*What is needed:* Of the entries below, return only those lines from the line with "let Some(timestamp) = extract_timestamp(line)" to the line with "let mut result = builder.finish();", exactly, both included.

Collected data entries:

********

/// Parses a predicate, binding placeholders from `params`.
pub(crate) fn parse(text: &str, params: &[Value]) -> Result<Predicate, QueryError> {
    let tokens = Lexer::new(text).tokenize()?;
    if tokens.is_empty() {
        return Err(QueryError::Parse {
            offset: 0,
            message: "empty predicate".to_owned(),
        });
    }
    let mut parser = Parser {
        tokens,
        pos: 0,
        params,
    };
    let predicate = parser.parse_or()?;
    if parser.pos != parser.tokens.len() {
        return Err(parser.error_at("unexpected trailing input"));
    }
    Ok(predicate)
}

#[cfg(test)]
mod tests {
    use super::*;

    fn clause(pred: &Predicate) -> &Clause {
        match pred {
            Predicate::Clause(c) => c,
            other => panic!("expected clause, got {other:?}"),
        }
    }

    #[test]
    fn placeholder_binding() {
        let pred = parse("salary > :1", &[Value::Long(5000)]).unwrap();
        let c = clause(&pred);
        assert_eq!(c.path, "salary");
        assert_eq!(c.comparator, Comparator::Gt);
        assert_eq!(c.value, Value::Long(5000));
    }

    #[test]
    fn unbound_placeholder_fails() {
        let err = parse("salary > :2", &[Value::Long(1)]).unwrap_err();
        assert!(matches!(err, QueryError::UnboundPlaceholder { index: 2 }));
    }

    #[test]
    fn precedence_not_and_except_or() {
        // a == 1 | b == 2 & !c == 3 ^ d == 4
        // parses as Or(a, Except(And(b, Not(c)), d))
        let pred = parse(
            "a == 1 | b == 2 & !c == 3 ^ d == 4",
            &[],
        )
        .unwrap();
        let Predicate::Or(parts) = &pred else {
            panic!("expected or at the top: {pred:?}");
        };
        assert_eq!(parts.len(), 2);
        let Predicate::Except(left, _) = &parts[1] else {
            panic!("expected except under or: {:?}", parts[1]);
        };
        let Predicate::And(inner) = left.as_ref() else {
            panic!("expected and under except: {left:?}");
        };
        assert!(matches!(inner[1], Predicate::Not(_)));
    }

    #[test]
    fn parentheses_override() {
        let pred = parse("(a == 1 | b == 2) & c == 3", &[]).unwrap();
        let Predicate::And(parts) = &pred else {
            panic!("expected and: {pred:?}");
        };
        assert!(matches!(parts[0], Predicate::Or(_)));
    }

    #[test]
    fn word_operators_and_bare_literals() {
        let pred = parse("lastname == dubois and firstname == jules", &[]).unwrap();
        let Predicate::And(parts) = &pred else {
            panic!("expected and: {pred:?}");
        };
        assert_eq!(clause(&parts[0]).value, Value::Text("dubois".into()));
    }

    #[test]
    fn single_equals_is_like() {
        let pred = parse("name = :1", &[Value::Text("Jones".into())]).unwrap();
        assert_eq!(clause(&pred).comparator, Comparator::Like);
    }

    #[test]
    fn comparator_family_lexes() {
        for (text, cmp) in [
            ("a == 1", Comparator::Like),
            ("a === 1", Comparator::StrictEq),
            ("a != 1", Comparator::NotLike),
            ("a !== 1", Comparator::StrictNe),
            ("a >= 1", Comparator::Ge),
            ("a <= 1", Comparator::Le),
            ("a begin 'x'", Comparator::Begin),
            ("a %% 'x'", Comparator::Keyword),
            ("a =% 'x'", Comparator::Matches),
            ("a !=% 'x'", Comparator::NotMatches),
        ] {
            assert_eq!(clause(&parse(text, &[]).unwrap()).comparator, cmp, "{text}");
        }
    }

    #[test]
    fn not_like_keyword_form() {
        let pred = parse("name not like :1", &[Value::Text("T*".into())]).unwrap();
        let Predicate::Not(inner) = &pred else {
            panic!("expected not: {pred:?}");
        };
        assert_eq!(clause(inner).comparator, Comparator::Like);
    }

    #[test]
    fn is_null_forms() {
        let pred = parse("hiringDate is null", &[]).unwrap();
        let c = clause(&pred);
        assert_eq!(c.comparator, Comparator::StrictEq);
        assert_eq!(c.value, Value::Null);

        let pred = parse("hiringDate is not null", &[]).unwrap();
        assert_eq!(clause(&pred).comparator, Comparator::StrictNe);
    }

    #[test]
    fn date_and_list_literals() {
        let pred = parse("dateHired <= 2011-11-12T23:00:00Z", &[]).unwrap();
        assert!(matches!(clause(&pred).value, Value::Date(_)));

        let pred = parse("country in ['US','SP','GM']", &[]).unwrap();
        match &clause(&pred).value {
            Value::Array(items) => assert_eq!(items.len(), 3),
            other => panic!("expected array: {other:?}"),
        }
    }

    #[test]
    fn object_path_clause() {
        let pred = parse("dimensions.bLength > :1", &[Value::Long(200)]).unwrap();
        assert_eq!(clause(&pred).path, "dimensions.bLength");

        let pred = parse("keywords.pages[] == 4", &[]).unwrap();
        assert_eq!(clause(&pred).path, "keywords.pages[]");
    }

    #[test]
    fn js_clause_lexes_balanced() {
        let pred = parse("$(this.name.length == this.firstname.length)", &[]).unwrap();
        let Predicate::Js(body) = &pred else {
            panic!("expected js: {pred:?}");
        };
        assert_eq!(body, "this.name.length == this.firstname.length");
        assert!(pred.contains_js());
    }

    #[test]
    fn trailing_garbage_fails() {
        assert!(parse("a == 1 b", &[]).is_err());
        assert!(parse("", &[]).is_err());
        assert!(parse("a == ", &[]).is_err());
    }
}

********

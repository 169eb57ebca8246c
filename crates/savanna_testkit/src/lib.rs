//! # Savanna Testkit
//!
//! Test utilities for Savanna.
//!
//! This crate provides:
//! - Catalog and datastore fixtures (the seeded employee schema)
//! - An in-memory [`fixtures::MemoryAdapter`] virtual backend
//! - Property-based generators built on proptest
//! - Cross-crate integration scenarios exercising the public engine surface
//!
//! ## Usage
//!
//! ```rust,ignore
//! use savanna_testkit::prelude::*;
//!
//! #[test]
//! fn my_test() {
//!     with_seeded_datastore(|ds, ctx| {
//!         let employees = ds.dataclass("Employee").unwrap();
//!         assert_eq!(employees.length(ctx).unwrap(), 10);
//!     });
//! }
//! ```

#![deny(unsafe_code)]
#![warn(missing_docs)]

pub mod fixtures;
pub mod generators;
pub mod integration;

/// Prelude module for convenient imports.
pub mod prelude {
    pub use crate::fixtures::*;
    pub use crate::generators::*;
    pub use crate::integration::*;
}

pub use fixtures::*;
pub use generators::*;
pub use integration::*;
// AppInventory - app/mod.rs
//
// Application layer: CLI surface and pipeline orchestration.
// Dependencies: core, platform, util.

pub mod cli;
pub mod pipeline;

********

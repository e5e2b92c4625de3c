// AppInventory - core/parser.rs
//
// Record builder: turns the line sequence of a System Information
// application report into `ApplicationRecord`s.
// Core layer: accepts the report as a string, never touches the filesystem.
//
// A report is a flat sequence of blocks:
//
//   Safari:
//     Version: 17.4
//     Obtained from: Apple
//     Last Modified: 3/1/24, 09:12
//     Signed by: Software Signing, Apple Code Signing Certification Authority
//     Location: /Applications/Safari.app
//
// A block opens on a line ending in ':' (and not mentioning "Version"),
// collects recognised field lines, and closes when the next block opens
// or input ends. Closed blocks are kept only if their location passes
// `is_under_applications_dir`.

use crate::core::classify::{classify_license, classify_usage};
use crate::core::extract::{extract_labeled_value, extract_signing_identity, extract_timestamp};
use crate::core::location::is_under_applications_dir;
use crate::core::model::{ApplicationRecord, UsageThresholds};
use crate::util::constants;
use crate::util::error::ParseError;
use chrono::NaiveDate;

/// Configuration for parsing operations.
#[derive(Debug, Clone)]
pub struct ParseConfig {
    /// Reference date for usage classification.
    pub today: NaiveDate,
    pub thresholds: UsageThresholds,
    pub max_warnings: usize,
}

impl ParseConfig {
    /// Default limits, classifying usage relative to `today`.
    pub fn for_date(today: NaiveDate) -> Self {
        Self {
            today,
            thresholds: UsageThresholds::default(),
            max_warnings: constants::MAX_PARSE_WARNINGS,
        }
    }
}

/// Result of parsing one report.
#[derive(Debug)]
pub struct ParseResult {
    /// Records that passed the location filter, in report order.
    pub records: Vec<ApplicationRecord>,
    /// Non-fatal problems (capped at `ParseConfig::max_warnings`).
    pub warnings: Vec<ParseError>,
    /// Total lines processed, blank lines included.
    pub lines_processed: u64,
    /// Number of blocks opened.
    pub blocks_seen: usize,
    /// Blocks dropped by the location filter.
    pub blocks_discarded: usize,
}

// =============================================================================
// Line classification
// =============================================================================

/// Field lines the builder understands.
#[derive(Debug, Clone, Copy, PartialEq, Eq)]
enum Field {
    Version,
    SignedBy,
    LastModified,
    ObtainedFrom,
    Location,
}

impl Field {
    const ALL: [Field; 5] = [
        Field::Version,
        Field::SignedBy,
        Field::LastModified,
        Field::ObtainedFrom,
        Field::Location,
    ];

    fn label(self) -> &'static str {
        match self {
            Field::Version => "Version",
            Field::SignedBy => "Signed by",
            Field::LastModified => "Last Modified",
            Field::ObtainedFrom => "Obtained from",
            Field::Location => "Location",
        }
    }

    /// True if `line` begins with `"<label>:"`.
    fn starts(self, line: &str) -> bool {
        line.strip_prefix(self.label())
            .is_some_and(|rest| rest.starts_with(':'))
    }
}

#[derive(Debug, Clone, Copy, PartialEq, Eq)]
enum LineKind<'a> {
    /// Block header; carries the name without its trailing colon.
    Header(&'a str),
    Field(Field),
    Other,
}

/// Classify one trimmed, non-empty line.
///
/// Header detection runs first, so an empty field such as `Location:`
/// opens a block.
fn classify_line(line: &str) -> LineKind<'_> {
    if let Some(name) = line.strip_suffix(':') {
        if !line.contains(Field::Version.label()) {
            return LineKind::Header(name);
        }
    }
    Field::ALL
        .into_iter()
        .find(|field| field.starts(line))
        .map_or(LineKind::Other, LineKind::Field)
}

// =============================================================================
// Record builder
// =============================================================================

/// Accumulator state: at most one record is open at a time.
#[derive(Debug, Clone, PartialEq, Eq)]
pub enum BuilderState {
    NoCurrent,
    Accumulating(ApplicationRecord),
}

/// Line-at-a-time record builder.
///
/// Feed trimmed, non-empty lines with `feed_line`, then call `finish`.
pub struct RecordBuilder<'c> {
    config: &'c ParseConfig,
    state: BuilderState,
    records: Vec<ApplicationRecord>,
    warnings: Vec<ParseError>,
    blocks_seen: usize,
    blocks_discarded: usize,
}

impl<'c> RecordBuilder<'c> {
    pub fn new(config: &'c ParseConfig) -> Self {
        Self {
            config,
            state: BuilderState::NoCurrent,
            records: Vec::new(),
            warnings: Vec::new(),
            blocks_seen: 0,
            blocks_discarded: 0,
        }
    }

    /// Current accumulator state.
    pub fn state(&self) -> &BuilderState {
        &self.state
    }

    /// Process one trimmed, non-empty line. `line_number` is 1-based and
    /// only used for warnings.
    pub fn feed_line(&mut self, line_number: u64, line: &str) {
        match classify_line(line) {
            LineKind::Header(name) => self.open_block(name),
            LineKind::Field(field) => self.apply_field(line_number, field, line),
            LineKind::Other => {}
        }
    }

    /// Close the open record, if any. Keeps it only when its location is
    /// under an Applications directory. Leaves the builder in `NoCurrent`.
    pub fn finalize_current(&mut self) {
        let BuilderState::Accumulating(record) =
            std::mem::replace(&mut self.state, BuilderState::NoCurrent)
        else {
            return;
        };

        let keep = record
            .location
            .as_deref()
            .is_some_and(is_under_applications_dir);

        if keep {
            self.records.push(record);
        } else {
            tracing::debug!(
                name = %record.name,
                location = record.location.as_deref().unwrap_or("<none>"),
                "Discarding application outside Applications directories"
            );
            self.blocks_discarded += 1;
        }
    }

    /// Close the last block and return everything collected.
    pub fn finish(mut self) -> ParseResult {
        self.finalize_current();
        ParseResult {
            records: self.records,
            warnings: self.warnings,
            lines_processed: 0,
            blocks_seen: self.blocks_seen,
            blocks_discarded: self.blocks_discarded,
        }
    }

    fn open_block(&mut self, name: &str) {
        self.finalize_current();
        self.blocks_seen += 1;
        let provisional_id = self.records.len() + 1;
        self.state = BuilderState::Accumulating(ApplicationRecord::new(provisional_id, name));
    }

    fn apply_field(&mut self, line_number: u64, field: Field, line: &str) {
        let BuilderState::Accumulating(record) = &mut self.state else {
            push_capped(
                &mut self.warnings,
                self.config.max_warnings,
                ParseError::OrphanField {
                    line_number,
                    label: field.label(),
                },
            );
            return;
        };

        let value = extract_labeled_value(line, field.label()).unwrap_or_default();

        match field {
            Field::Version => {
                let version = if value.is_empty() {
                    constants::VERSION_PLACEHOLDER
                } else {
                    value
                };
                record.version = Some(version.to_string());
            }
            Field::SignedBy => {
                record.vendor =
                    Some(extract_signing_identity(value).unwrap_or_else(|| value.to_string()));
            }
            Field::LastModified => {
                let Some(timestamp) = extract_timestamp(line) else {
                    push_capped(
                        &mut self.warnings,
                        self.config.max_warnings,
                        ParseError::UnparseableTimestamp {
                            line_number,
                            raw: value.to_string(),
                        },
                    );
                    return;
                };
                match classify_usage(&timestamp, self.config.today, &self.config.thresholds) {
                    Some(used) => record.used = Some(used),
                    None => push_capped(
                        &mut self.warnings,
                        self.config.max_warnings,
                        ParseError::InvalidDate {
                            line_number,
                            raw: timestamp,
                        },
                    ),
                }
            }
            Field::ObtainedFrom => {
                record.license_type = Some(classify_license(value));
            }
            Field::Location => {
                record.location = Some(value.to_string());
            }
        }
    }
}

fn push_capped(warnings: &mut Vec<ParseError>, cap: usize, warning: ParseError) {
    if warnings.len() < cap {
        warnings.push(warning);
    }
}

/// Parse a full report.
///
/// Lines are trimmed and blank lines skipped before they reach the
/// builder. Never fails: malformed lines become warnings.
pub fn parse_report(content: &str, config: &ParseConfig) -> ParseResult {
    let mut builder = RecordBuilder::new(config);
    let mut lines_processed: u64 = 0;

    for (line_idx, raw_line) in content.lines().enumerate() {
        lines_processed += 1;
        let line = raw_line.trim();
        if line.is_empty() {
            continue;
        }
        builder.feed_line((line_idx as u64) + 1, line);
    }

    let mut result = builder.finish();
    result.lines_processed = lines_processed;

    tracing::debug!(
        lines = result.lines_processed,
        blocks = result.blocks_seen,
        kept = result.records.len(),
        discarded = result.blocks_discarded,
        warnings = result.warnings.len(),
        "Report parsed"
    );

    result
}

********

*Result:*
                let Some(timestamp) = extract_timestamp(line) else {
                    push_capped(
                        &mut self.warnings,
                        self.config.max_warnings,
                        ParseError::UnparseableTimestamp {
                            line_number,
                            raw: value.to_string(),
                        },
                    );
                    return;
                };
                match classify_usage(&timestamp, self.config.today, &self.config.thresholds) {
                    Some(used) => record.used = Some(used),
                    None => push_capped(
                        &mut self.warnings,
                        self.config.max_warnings,
                        ParseError::InvalidDate {
                            line_number,
                            raw: timestamp,
                        },
                    ),
                }
            }
            Field::ObtainedFrom => {
                record.license_type = Some(classify_license(value));
            }
            Field::Location => {
                record.location = Some(value.to_string());
            }
        }
    }
}

fn push_capped(warnings: &mut Vec<ParseError>, cap: usize, warning: ParseError) {
    if warnings.len() < cap {
        warnings.push(warning);
    }
}

/// Parse a full report.
///
/// Lines are trimmed and blank lines skipped before they reach the
/// builder. Never fails: malformed lines become warnings.
pub fn parse_report(content: &str, config: &ParseConfig) -> ParseResult {
    let mut builder = RecordBuilder::new(config);
    let mut lines_processed: u64 = 0;

    for (line_idx, raw_line) in content.lines().enumerate() {
        lines_processed += 1;
        let line = raw_line.trim();
        if line.is_empty() {
            continue;
        }
        builder.feed_line((line_idx as u64) + 1, line);
    }

    let mut result = builder.finish();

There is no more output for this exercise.